TMMOB, TTB, KESK ve Türk Dişhekimleri Birliği (TDB) ise, Akbelen nöbet alanında ortak açıklamayla, "Suçta ısrar etmeyin, doğa katliamına son verin" çağrısı yaptı.
TTB adına Merkez Konseyi II. Başkanı Dr. Ali İhsan Ökten, Merkez Konseyi Genel Sekreteri Dr. Vedat Bulut ile Merkez Konseyi üyeleri Dr. Adalet Çıbık ve Dr. Nursel Şahin’in katıldığı açıklamada, Türkiye'nin doğasında yaşanan gelişmelere ilişkin şunlar ifade edildi:
"Çevre ve doğal varlıklarımız AKP iktidarında bir sermayenin birikim aracına dönüştürülerek yok edilmektedir. Termik santraller, kömür madenciliği, otoyollar, turizm yatırımları, sanayi tesisleri, Bergama altın madeni, Artvin Cerattepe’den Kazdağları’na sayısız örneklerde yaşadıklarımız hep doğanın adım adım katledilmesi, yaşam alanlarımızın daraltılması olmaktadır. Yerel ve küresel sermayenin yılmaz temsilcilerinden AKP+MHP iktidar bloğu ülkemizde de parasallaştırma, ticarileştirme, metalaştırma, çevre aleyhine kuralsızlaştırma, politikalarına devam ediyor. İktidar bloğu seçimlere kısa süre kala rafa kaldırdığı günlük yaşamımızdaki tüm temel ihtiyaç maddelerine dair zamları ve doğa karşıtı politikalarını seçimler biter bitmez bir furya gibi hayata geçirmeye başladı."
"Akbelen’de halkın “Nefes alanlarımızı kesmeyin, geleceğimiz yok etmeyin” çığlığına kulaklarını kapattılar. Binlerce yıllık geçmişi olan ağaçları hunharca kestiler. Son birkaç gündür de iş makinelerini soktular. Şimdi kestikleri ağaçların ekili olduğu toprağı kazarak yok ediyorlar" ifadelerine yer verilen açıklamada, "Halkın güvenliğini sağlamakla yükümlü güvenlik güçlerini şirketleri çıkarları için halkın karşısına dikiyorlar.

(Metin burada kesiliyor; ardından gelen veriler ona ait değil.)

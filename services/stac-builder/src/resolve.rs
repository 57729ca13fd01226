//! Resolve one STAC item from its upstream index.

use chrono::{DateTime, Timelike, Utc};
use hrrr_common::{
    bucket_for, resolve_cycle_type, validate_cycle_run_hour, validate_forecast_hour,
    CloudProvider, HrrrError, HrrrResult, Product, Region,
};
use hrrr_inventory::{assemble, parse_index_with_size, InventoryCatalog};
use hrrr_stac::{Item, ItemRequest};
use tracing::{debug, instrument, warn};

use crate::batch::BatchTask;
use crate::fetch::IndexSource;

/// Builds items from fetched indexes and the loaded reference tables.
pub struct ItemResolver<S> {
    source: S,
    inventories: InventoryCatalog,
}

impl<S: IndexSource> ItemResolver<S> {
    pub fn new(source: S, inventories: InventoryCatalog) -> Self {
        Self {
            source,
            inventories,
        }
    }

    /// Build the item for one GRIB2 file.
    ///
    /// Fails with `NotFound` when the index does not exist upstream.
    #[instrument(skip(self))]
    pub async fn create_item(
        &self,
        reference_time: DateTime<Utc>,
        forecast_hour: i64,
        region: Region,
        product: Product,
        provider: CloudProvider,
    ) -> HrrrResult<Item> {
        validate_cycle_run_hour(region, reference_time.hour())?;

        let cycle_type = resolve_cycle_type(reference_time.hour());
        validate_forecast_hour(cycle_type, forecast_hour)?;
        let forecast_hour = forecast_hour as u32;

        if !cycle_type.publishes(product, forecast_hour) {
            return Err(HrrrError::OutOfRange {
                forecast_hour: forecast_hour as i64,
                max: product.max_forecast_hour(),
                context: format!("product {}", product),
            });
        }

        let forecast_hour_set = bucket_for(forecast_hour, product)?;
        let inventory = self.inventories.require(product, forecast_hour_set)?;

        let request = ItemRequest {
            reference_time,
            forecast_hour,
            region,
            product,
            provider,
        };

        let index_href = request.index_href();
        let content = self.source.fetch_index(&index_href).await?;

        let grib_href = request.grib_href();
        let grib_size = match self.source.content_length(&grib_href).await {
            Ok(size) => size,
            Err(e) => {
                warn!(href = %grib_href, error = %e, "Could not determine GRIB2 size; last layer length unknown");
                None
            }
        };

        let records = parse_index_with_size(&content, grib_size)?;
        let layers = assemble(&records, inventory, forecast_hour)?;
        debug!(
            item_id = %request.id(),
            table = %inventory.name(),
            layers = layers.len(),
            "Assembled layers"
        );

        hrrr_stac::create_item(&request, layers)
    }

    pub async fn resolve_task(&self, task: BatchTask) -> HrrrResult<Item> {
        self.create_item(
            task.reference_time,
            task.forecast_hour as i64,
            task.region,
            task.product,
            task.cloud_provider,
        )
        .await
    }
}

#[cfg(test)]
mod tests {
    use super::*;
    use crate::fetch::MemoryIndexSource;
    use hrrr_common::parse_reference_time;
    use hrrr_inventory::ReferenceInventory;
    use test_utils::fixtures::{idx, inventories, layers, times};

    fn catalog() -> InventoryCatalog {
        let mut catalog = InventoryCatalog::default();
        catalog.insert(ReferenceInventory::from_yaml(inventories::SFC_FH02_48).unwrap());
        catalog.insert(ReferenceInventory::from_yaml(inventories::SFC_FH00_01).unwrap());
        catalog
    }

    fn sfc_f05_request() -> ItemRequest {
        ItemRequest {
            reference_time: parse_reference_time(times::EXTENDED_CYCLE).unwrap(),
            forecast_hour: 5,
            region: Region::Conus,
            product: Product::Surface,
            provider: CloudProvider::Aws,
        }
    }

    fn resolver_with_sfc_f05(grib_size: Option<u64>) -> ItemResolver<MemoryIndexSource> {
        let source = MemoryIndexSource::new().with_index(
            sfc_f05_request().index_href(),
            idx::SFC_F05,
            grib_size,
        );
        ItemResolver::new(source, catalog())
    }

    // ============================================================================
    // Success path
    // ============================================================================

    #[tokio::test]
    async fn test_create_item_from_index() {
        let resolver = resolver_with_sfc_f05(Some(idx::SFC_F05_GRIB_SIZE));
        let req = sfc_f05_request();
        let item = resolver
            .create_item(req.reference_time, 5, req.region, req.product, req.provider)
            .await
            .unwrap();

        assert_eq!(item.id, "hrrr-conus-sfc-2024-05-01T12-FH5");
        let grib_layers = item.grib_layers().unwrap();
        assert_eq!(grib_layers.len(), idx::SFC_F05_ROWS);
        assert!(grib_layers.keys().any(|k| k.as_str() == layers::SFC_F05_APCP_TOTAL));
        assert!(grib_layers.values().all(|l| l.byte_length.is_some()));
    }

    #[tokio::test]
    async fn test_unknown_size_leaves_last_length_open() {
        let resolver = resolver_with_sfc_f05(None);
        let task = BatchTask {
            region: Region::Conus,
            product: Product::Surface,
            cloud_provider: CloudProvider::Aws,
            reference_time: sfc_f05_request().reference_time,
            forecast_hour: 5,
        };
        let item = resolver.resolve_task(task).await.unwrap();

        let open = item
            .grib_layers()
            .unwrap()
            .values()
            .filter(|l| l.byte_length.is_none())
            .count();
        assert_eq!(open, 1);
    }

    // ============================================================================
    // Failure paths
    // ============================================================================

    #[tokio::test]
    async fn test_missing_index_is_not_found() {
        let resolver = resolver_with_sfc_f05(None);
        let req = sfc_f05_request();
        let err = resolver
            .create_item(req.reference_time, 6, req.region, req.product, req.provider)
            .await
            .unwrap_err();
        assert!(err.is_not_found());
    }

    #[tokio::test]
    async fn test_alaska_off_hour_rejected_before_fetch() {
        let resolver = resolver_with_sfc_f05(None);
        let reference_time = parse_reference_time(times::CONUS_ONLY_CYCLE).unwrap();
        let err = resolver
            .create_item(reference_time, 0, Region::Alaska, Product::Surface, CloudProvider::Aws)
            .await
            .unwrap_err();
        assert!(matches!(err, HrrrError::InvalidCycleHour { hour: 2, .. }));
    }

    #[tokio::test]
    async fn test_negative_and_out_of_cycle_hours() {
        let resolver = resolver_with_sfc_f05(None);
        let standard = parse_reference_time(times::STANDARD_CYCLE).unwrap();
        for fh in [-1, 19] {
            let err = resolver
                .create_item(standard, fh, Region::Conus, Product::Surface, CloudProvider::Aws)
                .await
                .unwrap_err();
            assert!(matches!(err, HrrrError::OutOfRange { max: 18, .. }), "fh {}", fh);
        }
    }

    #[tokio::test]
    async fn test_sub_hourly_past_18_is_out_of_range() {
        let resolver = resolver_with_sfc_f05(None);
        let extended = parse_reference_time(times::EXTENDED_CYCLE).unwrap();
        let err = resolver
            .create_item(extended, 30, Region::Conus, Product::SubHourly, CloudProvider::Aws)
            .await
            .unwrap_err();
        match err {
            HrrrError::OutOfRange { forecast_hour, max, context } => {
                assert_eq!(forecast_hour, 30);
                assert_eq!(max, 18);
                assert!(context.contains("subh"));
            }
            other => panic!("Expected OutOfRange, got {:?}", other),
        }
    }

    #[tokio::test]
    async fn test_missing_table_is_config_error() {
        let resolver = resolver_with_sfc_f05(None);
        let extended = parse_reference_time(times::EXTENDED_CYCLE).unwrap();
        let err = resolver
            .create_item(extended, 5, Region::Conus, Product::Pressure, CloudProvider::Aws)
            .await
            .unwrap_err();
        assert!(matches!(err, HrrrError::InvalidConfig(_)));
    }
}
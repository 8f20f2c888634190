//! Image editor trait and utilities.

use crate::error::{GenEditError, GenerationFailure, Result};
use crate::image::types::{EditRequest, GenerationResult};
use async_trait::async_trait;
use std::time::Duration;

/// Trait for image editing backends.
#[async_trait]
pub trait ImageEditor: Send + Sync {
    /// Runs one edit request. Resolves to exactly one result or one failure.
    async fn edit(
        &self,
        request: &EditRequest,
    ) -> std::result::Result<GenerationResult, GenerationFailure>;

    /// Returns the name of this editor for display.
    fn name(&self) -> &str;

    /// Checks if the backend is reachable and authenticated.
    async fn health_check(&self) -> Result<()>;
}

/// Extension trait for caller-imposed deadlines.
///
/// Editors never time out on their own and never retry.
#[async_trait]
pub trait ImageEditorExt: ImageEditor {
    /// Runs [`ImageEditor::edit`], failing with a timeout if it takes longer
    /// than `timeout`.
    async fn edit_with_timeout(
        &self,
        request: &EditRequest,
        timeout: Duration,
    ) -> std::result::Result<GenerationResult, GenerationFailure> {
        match tokio::time::timeout(timeout, self.edit(request)).await {
            Ok(outcome) => outcome,
            Err(_) => {
                tracing::warn!(
                    timeout_ms = timeout.as_millis() as u64,
                    editor = self.name(),
                    "edit request timed out"
                );
                Err(GenEditError::Timeout(timeout).into())
            }
        }
    }
}

impl<T: ImageEditor + ?Sized> ImageEditorExt for T {}

#[cfg(test)]
mod tests {
    use super::*;
    use crate::error::FailureKind;
    use crate::image::types::{ImageFormat, ImageInput, InlineImage};

    struct SlowEditor {
        delay: Duration,
    }

    #[async_trait]
    impl ImageEditor for SlowEditor {
        async fn edit(
            &self,
            _request: &EditRequest,
        ) -> std::result::Result<GenerationResult, GenerationFailure> {
            tokio::time::sleep(self.delay).await;
            Ok(GenerationResult {
                image: InlineImage {
                    mime_type: "image/png".into(),
                    data: "AAAA".into(),
                },
                text: None,
                metadata: Default::default(),
            })
        }

        fn name(&self) -> &str {
            "slow"
        }

        async fn health_check(&self) -> Result<()> {
            Ok(())
        }
    }

    fn request() -> EditRequest {
        let base = ImageInput::with_format(vec![1, 2, 3], ImageFormat::Png);
        EditRequest::new(base, None, "")
    }

    #[tokio::test(start_paused = true)]
    async fn test_edit_with_timeout_expires() {
        let editor = SlowEditor {
            delay: Duration::from_secs(120),
        };
        let failure = editor
            .edit_with_timeout(&request(), Duration::from_secs(30))
            .await
            .unwrap_err();
        assert_eq!(failure.kind, FailureKind::Timeout);
        assert!(failure.message.contains("timed out"));
    }

    #[tokio::test(start_paused = true)]
    async fn test_edit_with_timeout_passes_through() {
        let editor = SlowEditor {
            delay: Duration::from_millis(10),
        };
        let result = editor
            .edit_with_timeout(&request(), Duration::from_secs(30))
            .await
            .unwrap();
        assert_eq!(result.image_url(), "data:image/png;base64,AAAA");
    }
}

Dünyanın gözü önünde insanlarımıza, çevre ve emek örgütleri aktivistlerine, milletvekillerine gaz sıkıyor, darp ediyor, gözaltına alıyorlar" denildi.
Açıklamada ayrıca, "Buradan bir kez daha sesleniyoruz: Akbelen’den elinizi çekin, Akbelen’e dokunmayın! Limak ve İbrahim Çeçen şirketlerince kömür madeni için doğaya ve köylüye iki yıldır yapılan zulüm derhal sona erdirilmelidir. Adı geçen şirketler bölgeden derhal çekilmelidir. İktidar depremlerden, sellerden, salgınlardan gerekli dersleri çıkarmalı, insana ve doğaya zarar veren tüm projeleri iptal etmelidir" çağrısında bulunuldu.